On a hot summer day, you may want to pick up some doggy ice creams and yogurts at your favorite pet store or consider making homemade frozen suckers. Just fill some sucker molds with chicken broth, add a little biscuit for the stick, and freeze.

You can also have a birthday cake made to order. Popular ingredients include peanut butter, carob, yogurt and bananas. If you are planning to bake one yourself, remember that baking for your dog is like baking for diabetics – no sugar. And of course, no chocolate, which can be poisonous to dogs. Use whole-wheat flour and substitute carob for chocolate. Keep the cake aside until you are ready to sing and serve.

Make sure there are plenty of water bowls placed everywhere. Partying is thirsty work! This is the perfect time to crack open specially flavored vitamin-enriched water with doggy appealing names like “Toilet Water” and “Stagnant Pond.” Remember to feed pet parents separately to avoid food issues. (I indulged in a small sliver of Daisy’s birthday cake, but passed on the Toilet Water…)

You will know when the dogs are done eating because they will wander away from the table and start sniffing one another. That’s when game time begins.

Fun and Games

Dogs enjoy a lot of the same games kids do. Games are also a great way to find out if your dog is practicing what she learned at training school. To win she must listen to your commands!

Musical chairs played to the song “Who let the dogs out?” is great fun to get things started. Let everyone run around to the music. When it stops, both pet and owner have to sit on demand.

A game of “Fetch!” is always fun. Put down tape or a ribbon to create a line, setting the distance according to the size and running abilities of the doggy participants. In unison, owners throw tennis balls or Frisbees over the line and shout “Fetch!”. The first dog to retrieve an item and bring it back is the winner.

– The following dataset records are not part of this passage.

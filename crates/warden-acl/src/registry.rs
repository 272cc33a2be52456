//! The in-memory decision surface.
//!
//! [`PermissionRegistry`] owns the [`GrantTable`], the per-role strategies,
//! the skip rules and the index from cascade origin to the keys it derived.
//! It performs no I/O; the sync engine feeds it plans computed by the
//! [`CascadeResolver`](crate::CascadeResolver).

use serde::{Deserialize, Serialize};
use std::collections::{BTreeMap, BTreeSet, HashMap};

use warden_core::RoleStrategy;

use crate::cascade::{ActionPlan, ResourcePlan};
use crate::grant_table::{CascadeOrigin, Grant, GrantEntry, GrantKey, GrantTable};
use crate::rules::AvailableActions;
use crate::skip::{CheckContext, NamePattern, SkipCondition, SkipRule};

/// Why a check came out the way it did
#[derive(Debug, Clone, Copy, PartialEq, Eq, Serialize, Deserialize)]
#[serde(rename_all = "snake_case")]
pub enum DecisionReason {
    Skipped,
    Granted,
    Strategy,
    Denied,
}

/// Result of [`PermissionRegistry::check`]
#[derive(Debug, Clone, PartialEq, Serialize, Deserialize)]
pub struct Decision {
    pub allowed: bool,
    /// Permitted fields; `None` means every field
    #[serde(default, skip_serializing_if = "Option::is_none")]
    pub fields: Option<BTreeSet<String>>,
    #[serde(default, skip_serializing_if = "Option::is_none")]
    pub scope: Option<serde_json::Value>,
    pub reason: DecisionReason,
}

impl Decision {
    pub fn deny() -> Self {
        Self {
            allowed: false,
            fields: None,
            scope: None,
            reason: DecisionReason::Denied,
        }
    }

    fn skipped() -> Self {
        Self {
            allowed: true,
            fields: None,
            scope: None,
            reason: DecisionReason::Skipped,
        }
    }

    fn granted(grant: &Grant) -> Self {
        Self {
            allowed: true,
            fields: (!grant.fields.is_empty()).then(|| grant.fields.clone()),
            scope: grant.scope.clone(),
            reason: DecisionReason::Granted,
        }
    }
}

/// One mutation computed by a lifecycle handler, applied as a unit with the
/// other changes of the same notification
#[derive(Debug, Clone, PartialEq)]
pub enum RegistryChange {
    DefineRole {
        role: String,
        strategy: Option<RoleStrategy>,
    },
    RemoveRole {
        role: String,
    },
    ApplyResource(ResourcePlan),
    ApplyAction(ActionPlan),
    RevokeResource {
        role: String,
        resource: String,
    },
    RevokeAction {
        role: String,
        resource: String,
        action: String,
    },
}

/// Keys derived from each origin, per role
type DerivationIndex = HashMap<String, HashMap<CascadeOrigin, BTreeSet<(String, String)>>>;

#[derive(Debug, Clone, Default)]
pub struct PermissionRegistry {
    table: GrantTable,
    derivations: DerivationIndex,
    strategies: HashMap<String, Option<RoleStrategy>>,
    skip_rules: Vec<SkipRule>,
    available: AvailableActions,
}

impl PermissionRegistry {
    pub fn new(available: AvailableActions) -> Self {
        Self {
            available,
            ..Default::default()
        }
    }

    // =========================================================================
    // Roles
    // =========================================================================

    /// Register a role and its strategy, replacing any previous strategy
    pub fn define_role(&mut self, name: impl Into<String>, strategy: Option<RoleStrategy>) {
        self.strategies.insert(name.into(), strategy);
    }

    pub fn has_role(&self, name: &str) -> bool {
        self.strategies.contains_key(name)
    }

    pub fn roles(&self) -> BTreeSet<String> {
        self.strategies.keys().cloned().collect()
    }

    /// Drop the role with every grant and derivation it holds
    pub fn remove_role(&mut self, name: &str) -> bool {
        let had_grants = self.table.remove_role(name);
        self.derivations.remove(name);
        self.strategies.remove(name).is_some() || had_grants
    }

    // =========================================================================
    // Grants
    // =========================================================================

    /// Upsert one grant; with an origin the grant is recorded as derived
    pub fn grant(
        &mut self,
        role: &str,
        resource: &str,
        action: &str,
        grant: Grant,
        origin: Option<CascadeOrigin>,
    ) {
        let key = GrantKey::new(role, resource, action);
        let entry = self.table.entry_mut(&key);

        match origin {
            None => entry.explicit = Some(grant),
            Some(origin) => {
                entry.derived = Some(grant);
                entry.origins.insert(origin.clone());
                self.derivations
                    .entry(key.role)
                    .or_default()
                    .entry(origin)
                    .or_default()
                    .insert((key.resource, key.action));
            }
        }
    }

    /// Remove the explicit grant on one action and every cascade it alone
    /// justified
    pub fn revoke_action(&mut self, role: &str, resource: &str, action: &str) {
        if let Some(entry) = self.table.get_mut(role, resource, action) {
            entry.explicit = None;
        }
        self.table.prune(role, resource, action);

        let origins = self.origins_where(role, |origin| {
            origin.resource == resource && origin.action == action
        });
        for origin in origins {
            self.remove_origin(role, &origin);
        }
    }

    /// Remove every entry under `(role, resource)`, derived ones included,
    /// and every cascade that resource alone justified elsewhere
    pub fn revoke_resource(&mut self, role: &str, resource: &str) {
        if let Some(actions) = self.table.remove_resource(role, resource) {
            for (action, entry) in actions {
                for origin in &entry.origins {
                    self.forget_derivation(role, origin, resource, &action);
                }
            }
        }
        self.retract_resource(role, resource);
    }

    /// Drop the explicit grants under `(role, resource)` and the cascades they
    /// justified; derived entries stored under `resource` on behalf of other
    /// resources stay
    fn retract_resource(&mut self, role: &str, resource: &str) {
        let actions: Vec<String> = self
            .table
            .actions(role, resource)
            .map(|actions| actions.keys().cloned().collect())
            .unwrap_or_default();

        for action in &actions {
            if let Some(entry) = self.table.get_mut(role, resource, action) {
                entry.explicit = None;
            }
            self.table.prune(role, resource, action);
        }

        let origins = self.origins_where(role, |origin| origin.resource == resource);
        for origin in origins {
            self.remove_origin(role, &origin);
        }
    }

    fn forget_derivation(&mut self, role: &str, origin: &CascadeOrigin, resource: &str, action: &str) {
        let Some(origins) = self.derivations.get_mut(role) else {
            return;
        };
        if let Some(keys) = origins.get_mut(origin) {
            keys.remove(&(resource.to_string(), action.to_string()));
            if keys.is_empty() {
                origins.remove(origin);
            }
        }
        if origins.is_empty() {
            self.derivations.remove(role);
        }
    }

    fn origins_where<F>(&self, role: &str, predicate: F) -> Vec<CascadeOrigin>
    where
        F: Fn(&CascadeOrigin) -> bool,
    {
        self.derivations
            .get(role)
            .map(|origins| origins.keys().filter(|o| predicate(o)).cloned().collect())
            .unwrap_or_default()
    }

    fn remove_origin(&mut self, role: &str, origin: &CascadeOrigin) {
        let Some(origins) = self.derivations.get_mut(role) else {
            return;
        };
        let keys = origins.remove(origin).unwrap_or_default();
        if origins.is_empty() {
            self.derivations.remove(role);
        }

        for (resource, action) in keys {
            if let Some(entry) = self.table.get_mut(role, &resource, &action) {
                entry.origins.remove(origin);
                if entry.origins.is_empty() {
                    entry.derived = None;
                }
            }
            self.table.prune(role, &resource, &action);
        }
    }

    /// Replace everything a resource contributed with `plan`
    pub fn apply_resource_plan(&mut self, plan: &ResourcePlan) {
        self.retract_resource(&plan.role, &plan.resource);
        for explicit in &plan.explicit {
            self.grant(
                &plan.role,
                &plan.resource,
                &explicit.action,
                explicit.grant.clone(),
                None,
            );
        }
        for derived in &plan.derived {
            self.grant(
                &plan.role,
                &derived.resource,
                &derived.action,
                Grant::all(),
                Some(derived.origin.clone()),
            );
        }
    }

    /// Replace what one action contributed, leaving its siblings alone
    pub fn apply_action_plan(&mut self, plan: &ActionPlan) {
        self.revoke_action(&plan.role, &plan.resource, &plan.action);
        if let Some(grant) = &plan.explicit {
            self.grant(&plan.role, &plan.resource, &plan.action, grant.clone(), None);
        }
        for derived in &plan.derived {
            self.grant(
                &plan.role,
                &derived.resource,
                &derived.action,
                Grant::all(),
                Some(derived.origin.clone()),
            );
        }
    }

    pub fn apply(&mut self, change: &RegistryChange) {
        match change {
            RegistryChange::DefineRole { role, strategy } => {
                self.define_role(role.clone(), strategy.clone())
            }
            RegistryChange::RemoveRole { role } => {
                self.remove_role(role);
            }
            RegistryChange::ApplyResource(plan) => self.apply_resource_plan(plan),
            RegistryChange::ApplyAction(plan) => self.apply_action_plan(plan),
            RegistryChange::RevokeResource { role, resource } => {
                self.revoke_resource(role, resource)
            }
            RegistryChange::RevokeAction {
                role,
                resource,
                action,
            } => self.revoke_action(role, resource, action),
        }
    }

    pub fn entry(&self, role: &str, resource: &str, action: &str) -> Option<&GrantEntry> {
        self.table.get(role, resource, action)
    }

    /// Ordered view of every effective grant
    pub fn effective_grants(&self) -> BTreeMap<GrantKey, Grant> {
        self.table.effective_grants()
    }

    /// Move the grant state of `fresh` in, keeping our skip rules
    pub fn replace_state(&mut self, fresh: PermissionRegistry) {
        self.table = fresh.table;
        self.derivations = fresh.derivations;
        self.strategies = fresh.strategies;
        self.available = fresh.available;
    }

    /// Drop every grant and role; skip rules stay registered
    pub fn clear(&mut self) {
        self.table.clear();
        self.derivations.clear();
        self.strategies.clear();
    }

    // =========================================================================
    // Skip rules & checks
    // =========================================================================

    pub fn skip(
        &mut self,
        resource: impl Into<NamePattern>,
        action: impl Into<NamePattern>,
        condition: SkipCondition,
    ) {
        self.skip_rules.push(SkipRule::new(resource, action, condition));
    }

    pub fn add_skip_rule(&mut self, rule: SkipRule) {
        self.skip_rules.push(rule);
    }

    pub fn skip_rules(&self) -> &[SkipRule] {
        &self.skip_rules
    }

    /// Skip rules, then the exact key, then the aliased available action,
    /// then the role strategy when the role holds nothing for `resource`
    pub fn check(&self, role: &str, resource: &str, action: &str, ctx: &CheckContext) -> Decision {
        if self
            .skip_rules
            .iter()
            .any(|rule| rule.applies(resource, action, ctx))
        {
            return Decision::skipped();
        }

        let canonical = self.available.resolve(action);
        let found = self
            .table
            .get(role, resource, action)
            .and_then(GrantEntry::effective)
            .or_else(|| {
                if canonical == action {
                    return None;
                }
                self.table
                    .get(role, resource, canonical)
                    .and_then(GrantEntry::effective)
            });
        if let Some(grant) = found {
            return Decision::granted(grant);
        }

        if self.table.has_resource(role, resource) {
            return Decision::deny();
        }

        let strategy = self.strategies.get(role).and_then(Option::as_ref);
        let matched = strategy.and_then(|strategy| {
            strategy
                .parsed()
                .into_iter()
                .find(|entry| entry.action == action || entry.action == canonical)
        });
        match matched {
            Some(entry) => Decision {
                allowed: true,
                fields: None,
                scope: entry.scope.map(serde_json::Value::String),
                reason: DecisionReason::Strategy,
            },
            None => Decision::deny(),
        }
    }
}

Trick and treat is another amusing activity. You’ll be amazed by the variety of tricks your guests will demonstrate! Dogs also love to bob for apples from a shallow water-filled tub.

If you don’t have a nice spacious yard or playroom to accommodate exuberant four-legged guests, the local park or dog friendly beach with lots of umbrellas is a good alternative. (Of course, leash laws must be obeyed—you don’t want the long arm of the Law busting up the celebration!) Many pet stores will happily allow pet parents to hold events in stores, even offering their services as party planners.

Magic Moments

It’s a great idea to hand out disposable cameras and let everyone take lots of candid shots. Posed party shots have to be taken early in the proceedings while the dogs are still listening to commands.

When it is time for all to go home, yogurt-coated bones individually wrapped in cellophane make great good-bye gifts. Otherwise prepare your own goody bags with biscuits and a fun toy.

One last thought. You could actually turn your pal’s special event into a good deed by collecting presents and donating them to an animal shelter.  Holding a party is an excellent fundraising event guaranteed to draw a large crowd of dog lovers all bent on mixing and mingling and having a dog-gone good time.